Позолоченная стрелка, направленная верной и не очень дружелюбной рукой, попала в самую уязвимую точку.
«Неужели, — думал Сергей в смятении, — сердцем Петра Ильича руководила одна только жалость?»
Осенью в концерте на электрической выставке в Москве впервые была исполнена Прелюдия Рахманинова до-диез минор.
Наверно, еще никто из русских музыкантов не пытался уложить столь грандиозный замысел в рамки небольшой фортепьянной пьесы, записанной на четырех страничках. На опоре из трех властных октав он воздвиг величавое здание звуков. За ним как бы вставали воплощенные в музыке образы фресок Микеланджело.
Так начала свой долгий путь одна из самых прославленных пьес в мире. Она принесла ее автору славу и деньги, горечь и разочарования. Но все это было еще впереди.
На другой день после петербургской премьеры «Щелкунчика» и «Иоланты» кто-то позвонил у подъезда на Малой Морской.
Петр Ильич, в халате, с папиросой в руке, отодвинул недопитую чашку чаю. За год совсем поседел. Едва заметная судорога временами пробегала по щеке. Усталость от жизни, разочарование, временами тоска, но не та, в глубине которой предвидение нового прилива, а нечто «безнадежное, финальное и даже, как это свойственно финалам, банальное».
— Господин Протопопов из «Петербургской газеты», — доложил слуга.
Чайковский поморщился. В облаках фимиама, воскуряемого ему печатью, все чаще поблескивают ядовитые жала!
После учтивого разговора о погоде Протопопов заикнулся о планах Чайковского на ближайшие годы.
— Я боюсь только одного, — сказал Петр Ильич, — не почувствовать момента, когда начну выдыхаться… Все-таки лет пять еще хотелось бы протянуть, а потом кончить… Теперь мне пятьдесят два. До пятидесяти семи можно работать.
— Мне кажется, что вам эта опасность еще никаким образом не угрожает.

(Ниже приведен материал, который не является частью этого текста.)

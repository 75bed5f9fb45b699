// Configuration types module
// Defines all configuration-related data structures

use serde::Deserialize;

/// Main configuration structure
#[derive(Debug, Deserialize, Clone)]
pub struct Config {
    pub server: ServerConfig,
    pub logging: LoggingConfig,
    pub http: HttpConfig,
    #[serde(rename = "static")]
    pub static_files: StaticConfig,
    pub storage: StorageConfig,
    pub performance: PerformanceConfig,
}

/// Server configuration
#[derive(Debug, Deserialize, Clone)]
pub struct ServerConfig {
    pub host: String,
    pub port: u16,
    pub workers: Option<usize>,
}

/// Logging configuration
#[derive(Debug, Deserialize, Clone)]
pub struct LoggingConfig {
    pub level: String,
    pub access_log: bool,
    /// Access log format (combined, common, or json)
    #[serde(default = "default_access_log_format")]
    pub access_log_format: String,
    /// Access log file path (optional, stdout if not set)
    #[serde(default)]
    pub access_log_file: Option<String>,
    /// Error log file path (optional, stderr if not set)
    #[serde(default)]
    pub error_log_file: Option<String>,
}

#[allow(clippy::missing_const_for_fn)]
fn default_access_log_format() -> String {
    "combined".to_string()
}

/// HTTP configuration
#[derive(Debug, Deserialize, Clone)]
pub struct HttpConfig {
    pub enable_cors: bool,
    pub default_content_type: String,
    pub max_body_size: u64,
}

/// Static file serving configuration
#[derive(Debug, Deserialize, Clone)]
pub struct StaticConfig {
    /// Root directory the dashboard assets are served from
    pub root: String,
    /// Files tried when a directory is requested
    pub index_files: Vec<String>,
}

/// Upload storage configuration
#[derive(Debug, Deserialize, Clone)]
pub struct StorageConfig {
    /// Directory holding the `usage/` and `users/` upload trees
    pub data_dir: String,
}

/// Performance configuration
#[derive(Debug, Deserialize, Clone)]
pub struct PerformanceConfig {
    pub keep_alive_timeout: u64,
    pub request_timeout: u64,
}
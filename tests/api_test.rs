use axum::{
    body::Body,
    http::{header, Request, StatusCode},
    Router,
};
use base64::{engine::general_purpose::STANDARD, Engine};
use http_body_util::BodyExt;
use image::{ImageBuffer, Luma, Rgb};
use meter_seg_service::{
    model::{ModelError, SegmentationModel},
    pipeline::InferencePipeline,
    readiness::ModelState,
    routes::{api_routes, PredictResponse},
    server::SharedState,
    telemetry::Metrics,
};
use ndarray::{Array4, ArrayView4};
use rand::Rng;
use std::io::Cursor;
use std::sync::{
    atomic::{AtomicUsize, Ordering},
    Arc,
};
use tower::ServiceExt;

struct MockModel {
    calls: AtomicUsize,
}

impl MockModel {
    fn new() -> Arc<Self> {
        Arc::new(Self {
            calls: AtomicUsize::new(0),
        })
    }
}

impl SegmentationModel for MockModel {
    fn infer(&self, input: ArrayView4<f32>) -> Result<Array4<f32>, ModelError> {
        self.calls.fetch_add(1, Ordering::SeqCst);
        assert_eq!(input.shape(), &[1, 3, 512, 512]);

        let mut rng = rand::rng();
        Ok(Array4::from_shape_fn((1, 1, 512, 512), |_| {
            rng.random_range(-4.0..4.0)
        }))
    }
}

struct TestApp {
    router: Router,
    state: SharedState,
    model: Option<Arc<MockModel>>,
}

fn spawn_app(with_model: bool) -> TestApp {
    let model_state = Arc::new(ModelState::new());
    let model = if with_model {
        let model = MockModel::new();
        model_state.set_ready(model.clone());
        Some(model)
    } else {
        None
    };

    let metrics = Arc::new(Metrics::new());
    let pipeline = Arc::new(InferencePipeline::new(
        model_state.clone(),
        metrics.clone(),
    ));

    let state = SharedState {
        pipeline,
        model_state,
        metrics,
    };

    TestApp {
        router: api_routes().with_state(state.clone()),
        state,
        model,
    }
}

fn rgb_png(width: u32, height: u32) -> Vec<u8> {
    let img = ImageBuffer::<Rgb<u8>, Vec<u8>>::from_pixel(width, height, Rgb([255, 0, 0]));
    let mut buffer = Cursor::new(Vec::new());
    img.write_to(&mut buffer, image::ImageFormat::Png).unwrap();
    buffer.into_inner()
}

fn grayscale_png(width: u32, height: u32) -> Vec<u8> {
    let img = ImageBuffer::<Luma<u8>, Vec<u8>>::from_pixel(width, height, Luma([128]));
    let mut buffer = Cursor::new(Vec::new());
    img.write_to(&mut buffer, image::ImageFormat::Png).unwrap();
    buffer.into_inner()
}

fn predict_request(filename: &str, content_type: &str, data: &[u8]) -> Request<Body> {
    let boundary = "test-boundary";
    let mut body = Vec::new();
    body.extend_from_slice(
        format!(
            "--{boundary}\r\nContent-Disposition: form-data; name=\"image\"; \
             filename=\"{filename}\"\r\nContent-Type: {content_type}\r\n\r\n"
        )
        .as_bytes(),
    );
    body.extend_from_slice(data);
    body.extend_from_slice(format!("\r\n--{boundary}--\r\n").as_bytes());

    Request::builder()
        .method("POST")
        .uri("/predict")
        .header(
            header::CONTENT_TYPE,
            format!("multipart/form-data; boundary={boundary}"),
        )
        .body(Body::from(body))
        .unwrap()
}

fn get(uri: &str) -> Request<Body> {
    Request::builder().uri(uri).body(Body::empty()).unwrap()
}

async fn body_string(response: axum::response::Response) -> String {
    let bytes = response.into_body().collect().await.unwrap().to_bytes();
    String::from_utf8(bytes.to_vec()).unwrap()
}

#[tokio::test]
async fn health_is_healthy_when_model_is_loaded() {
    let app = spawn_app(true);

    for _ in 0..3 {
        let response = app.router.clone().oneshot(get("/health")).await.unwrap();
        assert_eq!(response.status(), StatusCode::OK);

        let body: serde_json::Value =
            serde_json::from_str(&body_string(response).await).unwrap();
        assert_eq!(body["status"], "healthy");
        assert_eq!(body["model_loaded"], true);
    }
}

#[tokio::test]
async fn health_is_unhealthy_without_a_model() {
    let app = spawn_app(false);

    let response = app.router.clone().oneshot(get("/health")).await.unwrap();
    assert_eq!(response.status(), StatusCode::SERVICE_UNAVAILABLE);

    let body: serde_json::Value = serde_json::from_str(&body_string(response).await).unwrap();
    assert_eq!(body["status"], "unhealthy");
    assert_eq!(body["model_loaded"], false);
}

#[tokio::test]
async fn predict_returns_a_binary_mask_with_metadata() {
    let app = spawn_app(true);

    let response = app
        .router
        .clone()
        .oneshot(predict_request("meter.png", "image/png", &rgb_png(256, 256)))
        .await
        .unwrap();
    assert_eq!(response.status(), StatusCode::OK);

    let payload: PredictResponse = serde_json::from_str(&body_string(response).await).unwrap();
    assert_eq!(payload.status, "success");
    assert_eq!(payload.metadata.output_size, [512, 512]);
    assert!(payload.metadata.latency_seconds >= 0.0);

    let png = STANDARD.decode(&payload.mask_base64).unwrap();
    let mask = image::load_from_memory(&png).unwrap().to_luma8();
    assert_eq!(mask.dimensions(), (512, 512));
    assert!(mask.pixels().all(|p| p.0[0] == 0 || p.0[0] == 255));

    assert_eq!(app.model.unwrap().calls.load(Ordering::SeqCst), 1);
    assert_eq!(app.state.metrics.outcome_count("success"), 1);
}

#[tokio::test]
async fn predict_accepts_grayscale_uploads() {
    let app = spawn_app(true);

    let response = app
        .router
        .clone()
        .oneshot(predict_request(
            "meter.png",
            "image/png",
            &grayscale_png(512, 512),
        ))
        .await
        .unwrap();

    assert_eq!(response.status(), StatusCode::OK);
}

#[tokio::test]
async fn predict_rejects_undecodable_uploads_without_calling_the_model() {
    let app = spawn_app(true);

    let response = app
        .router
        .clone()
        .oneshot(predict_request("meter.txt", "text/plain", b"not an image"))
        .await
        .unwrap();

    assert_eq!(response.status(), StatusCode::INTERNAL_SERVER_ERROR);
    assert_eq!(app.model.unwrap().calls.load(Ordering::SeqCst), 0);
    assert_eq!(app.state.metrics.outcome_count("decode_error"), 1);
    assert_eq!(app.state.metrics.outcome_count("success"), 0);
}

#[tokio::test]
async fn predict_without_a_model_returns_service_unavailable() {
    let app = spawn_app(false);

    let response = app
        .router
        .clone()
        .oneshot(predict_request("meter.png", "image/png", &rgb_png(64, 64)))
        .await
        .unwrap();

    assert_eq!(response.status(), StatusCode::SERVICE_UNAVAILABLE);
    assert_eq!(app.state.metrics.outcome_count("model_unavailable"), 1);
}

#[tokio::test]
async fn predict_without_an_image_field_is_a_bad_request() {
    let app = spawn_app(true);

    let boundary = "test-boundary";
    let body = format!(
        "--{boundary}\r\nContent-Disposition: form-data; name=\"other\"\r\n\r\nvalue\r\n\
         --{boundary}--\r\n"
    );
    let request = Request::builder()
        .method("POST")
        .uri("/predict")
        .header(
            header::CONTENT_TYPE,
            format!("multipart/form-data; boundary={boundary}"),
        )
        .body(Body::from(body))
        .unwrap();

    let response = app.router.clone().oneshot(request).await.unwrap();

    assert_eq!(response.status(), StatusCode::BAD_REQUEST);
    assert_eq!(app.model.unwrap().calls.load(Ordering::SeqCst), 0);
}

#[tokio::test]
async fn metrics_report_totals_per_outcome() {
    let app = spawn_app(true);

    for _ in 0..2 {
        let response = app
            .router
            .clone()
            .oneshot(predict_request("meter.png", "image/png", &rgb_png(32, 32)))
            .await
            .unwrap();
        assert_eq!(response.status(), StatusCode::OK);
    }
    let response = app
        .router
        .clone()
        .oneshot(predict_request("meter.txt", "text/plain", b"garbage"))
        .await
        .unwrap();
    assert_eq!(response.status(), StatusCode::INTERNAL_SERVER_ERROR);

    assert_eq!(app.state.metrics.outcome_count("success"), 2);
    assert_eq!(app.state.metrics.outcome_count("decode_error"), 1);

    let response = app.router.clone().oneshot(get("/metrics")).await.unwrap();
    assert_eq!(response.status(), StatusCode::OK);

    let body = body_string(response).await;
    assert!(body.contains("wms_predictions_total"));
    assert!(body.contains("wms_predict_latency_seconds"));
    assert!(body.contains("wms_model_loaded 1"));
}

#[tokio::test]
async fn index_serves_the_landing_page() {
    let app = spawn_app(true);

    let response = app.router.clone().oneshot(get("/")).await.unwrap();
    assert_eq!(response.status(), StatusCode::OK);

    let body = body_string(response).await;
    assert!(body.contains("Water Meters"));
}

— Кто знает!.. Прямо в глаза нам этого никто не скажет… Разве Антону Григорьевичу кто-нибудь решится сказать, что ему теперь уже пора бросить писать? Конечно, никто не решится, а он все пишет и пишет… Нет, надо давать дорогу молодым силам!..
— О ком вы говорите?
— У нас в России в настоящее время много молодых талантливых композиторов. Здесь в Петербурге — Глазунов, в Москве — Аренский, Рахманинов, написавший прекрасную оперу на сюжет пушкинских «Цыган». Ему, — закончил Чайковский, немного помолчав, — я предсказываю великое будущее.
Раньше срока настала непрошеная осень. Ветер мел по бульварам побурелые листья по площадям — гнилую солому, мокрый снег.
Сергей жил в ту зиму за Тверской заставой у консерваторского товарища Юрия Сахновского, стараясь сохранить внешнюю видимость скромного благополучия. Это было нелегко. Кроме трех пятирублевых уроков, в ту пору у музыканта ничего не было. Но если ему не всякий день случалось пообедать, о том не знал и Сахновский.
Бродя под холодным дождем в подбитом ветром пальтишке, музыкант иногда забредал в извозчичью чайную погреть ладони возле пузатого белого чайника, глядя, как плывут крупные капли по мутным запотелым стеклам.